EXCERPTED RECORDS:

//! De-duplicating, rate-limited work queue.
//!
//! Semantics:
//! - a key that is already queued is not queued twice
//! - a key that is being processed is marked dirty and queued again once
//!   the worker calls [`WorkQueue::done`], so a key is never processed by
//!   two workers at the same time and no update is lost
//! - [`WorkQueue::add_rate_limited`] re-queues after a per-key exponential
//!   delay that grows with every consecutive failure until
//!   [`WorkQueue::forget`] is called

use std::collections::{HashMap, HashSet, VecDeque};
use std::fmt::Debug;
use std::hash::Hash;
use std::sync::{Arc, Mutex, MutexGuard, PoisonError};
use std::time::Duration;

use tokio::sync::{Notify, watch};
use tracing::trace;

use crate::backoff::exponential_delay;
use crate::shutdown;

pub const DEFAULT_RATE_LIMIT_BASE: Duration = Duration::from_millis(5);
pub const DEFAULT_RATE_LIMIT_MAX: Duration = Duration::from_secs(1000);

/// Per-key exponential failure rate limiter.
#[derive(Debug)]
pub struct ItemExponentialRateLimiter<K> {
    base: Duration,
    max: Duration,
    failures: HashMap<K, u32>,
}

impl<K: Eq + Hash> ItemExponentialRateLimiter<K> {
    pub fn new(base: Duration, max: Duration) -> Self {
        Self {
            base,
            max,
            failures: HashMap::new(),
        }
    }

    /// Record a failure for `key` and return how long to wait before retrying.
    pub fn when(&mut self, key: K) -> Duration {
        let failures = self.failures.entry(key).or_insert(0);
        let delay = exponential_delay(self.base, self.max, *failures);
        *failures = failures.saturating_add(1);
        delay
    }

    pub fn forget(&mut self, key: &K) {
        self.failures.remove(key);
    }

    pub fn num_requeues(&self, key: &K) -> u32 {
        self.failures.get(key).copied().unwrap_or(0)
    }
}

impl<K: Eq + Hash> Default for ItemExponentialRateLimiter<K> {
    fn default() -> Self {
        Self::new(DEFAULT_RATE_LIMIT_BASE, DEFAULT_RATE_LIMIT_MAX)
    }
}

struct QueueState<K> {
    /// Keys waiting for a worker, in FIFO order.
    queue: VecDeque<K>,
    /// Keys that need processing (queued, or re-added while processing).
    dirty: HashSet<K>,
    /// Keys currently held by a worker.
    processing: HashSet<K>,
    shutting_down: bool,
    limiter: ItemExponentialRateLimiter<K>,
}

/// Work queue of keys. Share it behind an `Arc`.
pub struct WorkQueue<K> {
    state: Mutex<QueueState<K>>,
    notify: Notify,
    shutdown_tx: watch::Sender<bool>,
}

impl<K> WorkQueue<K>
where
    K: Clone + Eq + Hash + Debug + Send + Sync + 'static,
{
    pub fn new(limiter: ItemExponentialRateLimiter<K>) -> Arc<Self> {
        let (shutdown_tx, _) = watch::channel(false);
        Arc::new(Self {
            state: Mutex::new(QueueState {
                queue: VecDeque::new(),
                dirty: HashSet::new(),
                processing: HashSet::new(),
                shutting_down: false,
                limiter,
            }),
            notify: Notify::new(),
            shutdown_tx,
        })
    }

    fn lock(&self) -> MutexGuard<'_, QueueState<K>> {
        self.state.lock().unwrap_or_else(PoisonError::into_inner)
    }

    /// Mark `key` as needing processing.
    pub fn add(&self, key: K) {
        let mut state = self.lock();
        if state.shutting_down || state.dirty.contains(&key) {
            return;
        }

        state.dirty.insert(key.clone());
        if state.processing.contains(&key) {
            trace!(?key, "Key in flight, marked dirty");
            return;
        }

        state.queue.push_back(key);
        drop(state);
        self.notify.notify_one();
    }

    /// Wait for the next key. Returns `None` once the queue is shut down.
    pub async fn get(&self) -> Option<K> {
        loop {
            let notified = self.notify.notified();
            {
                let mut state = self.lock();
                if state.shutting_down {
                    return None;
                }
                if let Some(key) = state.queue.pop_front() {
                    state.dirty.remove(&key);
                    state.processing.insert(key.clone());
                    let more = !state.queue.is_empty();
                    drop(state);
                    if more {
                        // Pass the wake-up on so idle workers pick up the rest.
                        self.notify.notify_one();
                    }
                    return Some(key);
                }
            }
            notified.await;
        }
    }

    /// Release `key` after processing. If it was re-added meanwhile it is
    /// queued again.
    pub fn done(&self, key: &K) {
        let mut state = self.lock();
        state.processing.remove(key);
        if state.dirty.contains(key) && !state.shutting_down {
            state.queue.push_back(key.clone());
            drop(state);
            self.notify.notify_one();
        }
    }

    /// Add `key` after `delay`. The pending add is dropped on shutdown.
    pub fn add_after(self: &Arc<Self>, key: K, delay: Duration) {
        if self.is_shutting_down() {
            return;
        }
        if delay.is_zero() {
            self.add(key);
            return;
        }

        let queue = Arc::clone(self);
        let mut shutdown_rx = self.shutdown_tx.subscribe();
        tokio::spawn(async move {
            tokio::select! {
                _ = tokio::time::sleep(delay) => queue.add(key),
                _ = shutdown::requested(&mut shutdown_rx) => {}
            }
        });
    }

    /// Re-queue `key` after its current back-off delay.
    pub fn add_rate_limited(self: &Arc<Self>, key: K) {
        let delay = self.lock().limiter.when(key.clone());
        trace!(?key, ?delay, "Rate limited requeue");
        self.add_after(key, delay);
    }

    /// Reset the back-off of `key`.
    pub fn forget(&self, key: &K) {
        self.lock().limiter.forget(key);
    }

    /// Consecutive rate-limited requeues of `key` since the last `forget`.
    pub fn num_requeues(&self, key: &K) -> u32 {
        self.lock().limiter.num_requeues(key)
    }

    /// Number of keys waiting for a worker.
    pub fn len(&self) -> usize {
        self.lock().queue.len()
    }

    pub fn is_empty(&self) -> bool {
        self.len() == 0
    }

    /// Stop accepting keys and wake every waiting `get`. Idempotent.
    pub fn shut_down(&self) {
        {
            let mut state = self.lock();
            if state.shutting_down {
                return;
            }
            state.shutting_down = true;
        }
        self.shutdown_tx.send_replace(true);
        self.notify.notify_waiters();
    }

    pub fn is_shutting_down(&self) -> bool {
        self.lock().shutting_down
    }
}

--

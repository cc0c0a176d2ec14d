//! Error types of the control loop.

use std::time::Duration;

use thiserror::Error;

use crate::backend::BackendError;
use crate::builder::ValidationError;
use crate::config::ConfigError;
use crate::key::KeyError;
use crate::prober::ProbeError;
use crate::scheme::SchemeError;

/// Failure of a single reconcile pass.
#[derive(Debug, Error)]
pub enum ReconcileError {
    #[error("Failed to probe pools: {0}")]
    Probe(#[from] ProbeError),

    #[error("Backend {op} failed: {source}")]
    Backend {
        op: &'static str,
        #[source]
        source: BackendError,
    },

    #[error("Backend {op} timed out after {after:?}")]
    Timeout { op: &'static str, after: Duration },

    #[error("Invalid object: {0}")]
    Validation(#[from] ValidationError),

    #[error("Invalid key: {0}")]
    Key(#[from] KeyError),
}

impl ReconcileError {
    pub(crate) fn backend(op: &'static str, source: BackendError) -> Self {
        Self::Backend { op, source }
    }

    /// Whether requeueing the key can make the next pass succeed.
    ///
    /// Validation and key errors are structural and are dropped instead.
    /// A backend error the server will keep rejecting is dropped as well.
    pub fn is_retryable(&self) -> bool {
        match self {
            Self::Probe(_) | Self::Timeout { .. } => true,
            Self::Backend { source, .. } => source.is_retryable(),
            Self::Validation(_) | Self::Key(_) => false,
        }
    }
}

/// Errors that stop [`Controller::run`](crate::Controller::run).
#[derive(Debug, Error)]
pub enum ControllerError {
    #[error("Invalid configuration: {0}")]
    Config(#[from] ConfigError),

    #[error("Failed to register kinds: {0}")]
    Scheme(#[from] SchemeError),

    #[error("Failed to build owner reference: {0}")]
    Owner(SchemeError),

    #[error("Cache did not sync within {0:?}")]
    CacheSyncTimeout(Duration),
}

EXERCISE REQUIREMENTS:
From the entries above, write out only the lines starting at the line that holds "repository cc0c0a176d2ec14d" and ending at the line that holds "use crate::scheme::SchemeError;", keeping both and matching them exactly.

ANSWER FOR THE TASK:
repository cc0c0a176d2ec14d
//! Error types of the control loop.

use std::time::Duration;

use thiserror::Error;

use crate::backend::BackendError;
use crate::builder::ValidationError;
use crate::config::ConfigError;
use crate::key::KeyError;
use crate::prober::ProbeError;
use crate::scheme::SchemeError;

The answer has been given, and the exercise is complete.